What the task asks
Find the number of lines below in which the word "PartialEq" appears, and write that number only.

*** Data for processing ***

use std::net::Ipv6Addr;

use super::host::{is_label_separator, LABEL_SEPARATORS};
use super::is_path_delimiter;
use crate::error::HostError;

/// Host located by [`split_authority`] and the region that follows it.
#[derive(Debug, Clone, Copy, PartialEq, Eq)]
pub struct Authority<'a> {
    /// Host text, without brackets for an IPv6 literal
    pub host: &'a str,
    /// Whether the host was written in brackets
    pub ipv6: bool,
    /// Port and path region, starting at `:` or a path delimiter
    pub after_host: &'a str,
}

/// Locate the host in `netloc` (the input after scheme and userinfo).
///
/// `[` is only accepted as the first character and must be closed. A stray
/// `]` or an unclosed `[` is a [`HostError::MalformedBracket`].
pub fn split_authority(netloc: &str) -> Result<Authority<'_>, HostError> {
    let bytes = netloc.as_bytes();
    let mut open = false;
    let mut close = None;
    let mut host_end = None;

    for (i, &b) in bytes.iter().enumerate() {
        match b {
            b'[' if i == 0 => open = true,
            b'[' => return Err(HostError::MalformedBracket),
            b']' if !open || close.is_some() => return Err(HostError::MalformedBracket),
            b']' => close = Some(i),
            // a path delimiter only ends the host outside an open bracket
            b if close.is_some() && is_path_delimiter(b) => break,
            b if !open && (b == b':' || is_path_delimiter(b)) => {
                host_end = Some(i);
                break;
            }
            _ => {}
        }
    }

    if open {
        let Some(close) = close else {
            return Err(HostError::MalformedBracket);
        };
        let after_host = &netloc[close + 1..];
        return Ok(Authority {
            host: &netloc[1..close],
            ipv6: true,
            after_host,
        });
    }

    let end = host_end.unwrap_or(netloc.len());
    Ok(Authority {
        host: &netloc[..end],
        ipv6: false,
        after_host: &netloc[end..],
    })
}

/// Whether `candidate` is a valid IPv6 address. Any label separator variant
/// is accepted in an embedded dotted quad.
pub fn is_ipv6_literal(candidate: &str) -> bool {
    if candidate.contains(&LABEL_SEPARATORS[1..]) {
        let normalized: String = candidate
            .chars()
            .map(|c| if is_label_separator(c) { '.' } else { c })
            .collect();
        return normalized.parse::<Ipv6Addr>().is_ok();
    }
    candidate.parse::<Ipv6Addr>().is_ok()
}

/// Port and path found after the host.
#[derive(Debug, Clone, Copy, Default, PartialEq, Eq)]
pub struct PortAndPath<'a> {
    pub port: &'a str,
    pub path: &'a str,
}

/// Split the region following the host into port and path.
///
/// An invalid port is dropped; the path is still returned.
pub fn split_port_and_path(after_host: &str) -> PortAndPath<'_> {
    let delimiter = after_host.bytes().position(is_path_delimiter);
    let path = delimiter.map_or("", |i| &after_host[i..]);

    let port = match after_host.strip_prefix(':') {
        Some(rest) => {
            let candidate = &rest[..delimiter.map_or(rest.len(), |i| i - 1)];
            if is_valid_port(candidate) {
                candidate
            } else {
                ""
            }
        }
        None => "",
    };

    PortAndPath { port, path }
}

fn is_valid_port(port: &str) -> bool {
    !port.is_empty() && port.bytes().all(|b| b.is_ascii_digit()) && port.parse::<u16>().is_ok()
}

#[cfg(test)]
mod tests {
    use super::*;

    fn host(netloc: &str) -> (&str, bool, &str) {
        let authority = split_authority(netloc).unwrap();
        (authority.host, authority.ipv6, authority.after_host)
    }

    #[test]
    fn test_plain_host() {
        assert_eq!(host("example.com"), ("example.com", false, ""));
        assert_eq!(host("example.com:8080/a"), ("example.com", false, ":8080/a"));
        assert_eq!(host("example.com/a:b"), ("example.com", false, "/a:b"));
        assert_eq!(host("example.com\\a"), ("example.com", false, "\\a"));
        assert_eq!(host("example.com?q"), ("example.com", false, "?q"));
        assert_eq!(host("example.com#f"), ("example.com", false, "#f"));
        assert_eq!(host(""), ("", false, ""));
    }

    #[test]
    fn test_bracketed_host() {
        assert_eq!(host("[::1]"), ("::1", true, ""));
        assert_eq!(host("[::]:5000"), ("::", true, ":5000"));
        assert_eq!(host("[aBcD:ef01::]/path"), ("aBcD:ef01::", true, "/path"));
        assert_eq!(host("[]"), ("", true, ""));
    }

    #[test]
    fn test_text_after_closing_bracket_kept() {
        // only delimiters are interpreted after the pair
        assert_eq!(host("[::1]junk:80"), ("::1", true, "junk:80"));
        assert_eq!(host("[::1]/[x]"), ("::1", true, "/[x]"));
        assert_eq!(host("example.com/[x]"), ("example.com", false, "/[x]"));
    }

    #[test]
    fn test_malformed_brackets() {
        for netloc in ["[", "[::1", "a[::1]", "]", "a]b:80", "[::1[]", "[::1]]", "[::1]x[/"] {
            assert_eq!(
                split_authority(netloc),
                Err(HostError::MalformedBracket),
                "netloc {netloc:?}"
            );
        }
    }

    #[test]
    fn test_ipv6_literals() {
        assert!(is_ipv6_literal("::"));
        assert!(is_ipv6_literal("::1"));
        assert!(is_ipv6_literal("2001:db8::ff00:42:8329"));
        assert!(is_ipv6_literal("aBcD:ef01:2345:6789:aBcD:ef01:2345:6789"));
        assert!(is_ipv6_literal("::ffff:192.168.1.1"));
        assert!(is_ipv6_literal("::ffff:192\u{3002}168\u{ff0e}1\u{ff61}1"));
    }

    #[test]
    fn test_invalid_ipv6_literals() {
        assert!(!is_ipv6_literal(""));
        assert!(!is_ipv6_literal("aBcD:ef01:2345:6789:aBcD:ef01:2345:6789:"));
        assert!(!is_ipv6_literal("127.0.0.1"));
        assert!(!is_ipv6_literal("::g"));
        assert!(!is_ipv6_literal("1:2:3:4:5:6:7:8:9"));
    }

    #[test]
    fn test_port_and_path() {
        assert_eq!(
            split_port_and_path(":8080/a/b"),
            PortAndPath {
                port: "8080",
                path: "/a/b"
            }
        );
        assert_eq!(split_port_and_path(":5000").port, "5000");
        assert_eq!(split_port_and_path("/p?q#f").path, "/p?q#f");
        assert_eq!(split_port_and_path(""), PortAndPath::default());
        assert_eq!(split_port_and_path(":0").port, "0");
        assert_eq!(split_port_and_path(":65535").port, "65535");
    }

    #[test]
    fn test_invalid_port_keeps_path() {
        assert_eq!(
            split_port_and_path(":65536/a"),
            PortAndPath { port: "", path: "/a" }
        );
        assert_eq!(split_port_and_path(":8a/b").path, "/b");
        assert_eq!(split_port_and_path(":8a/b").port, "");
        assert_eq!(split_port_and_path(":+80").port, "");
        assert_eq!(split_port_and_path(":/x"), PortAndPath { port: "", path: "/x" });
        assert_eq!(split_port_and_path(":").port, "");
    }

    #[test]
    fn test_region_not_starting_with_colon() {
        assert_eq!(
            split_port_and_path("junk:80/p"),
            PortAndPath { port: "", path: "/p" }
        );
    }
}
//! Authority parsing.
//!
//! The input is consumed left to right by a chain of scanners, each one
//! returning the piece it recognized and the remainder:
//!
//! ```text
//! https://user:pw@www.example.co.uk:8080/a/b?q=1
//! \______/\_____/ \_______________/\___/\______/
//!  scheme userinfo       host       port  path
//! ```
//!
//! Every scanner works on byte offsets of ASCII delimiters, so the pieces are
//! always slices of the original string.

mod authority;
mod host;
mod scheme;
mod userinfo;

pub use authority::{is_ipv6_literal, split_authority, split_port_and_path, Authority, PortAndPath};
pub use host::{is_ipv4_literal, is_label_separator, to_ascii, LabelSequence, LABEL_SEPARATORS};
pub use scheme::split_scheme;
pub use userinfo::split_userinfo;

/// Characters stripped from both ends of the raw input.
pub const STRIP_CHARS: [char; 14] = [
    ' ', '\t', '\n', '\u{000b}', '\u{000c}', '\r', '\u{feff}', '\u{200b}', '\u{200c}',
    '\u{200d}', '\u{00a0}', '\u{1680}', '\u{0085}', '\u{0000}',
];

/// Trim whitespace and invisible characters from both ends.
pub fn strip_input(input: &str) -> &str {
    input.trim_matches(|c| STRIP_CHARS.contains(&c))
}

/// Characters that end the host part when no port is present.
#[inline]
pub(crate) fn is_path_delimiter(b: u8) -> bool {
    matches!(b, b'/' | b'\\' | b'?' | b'#')
}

***

Solution for this problem
2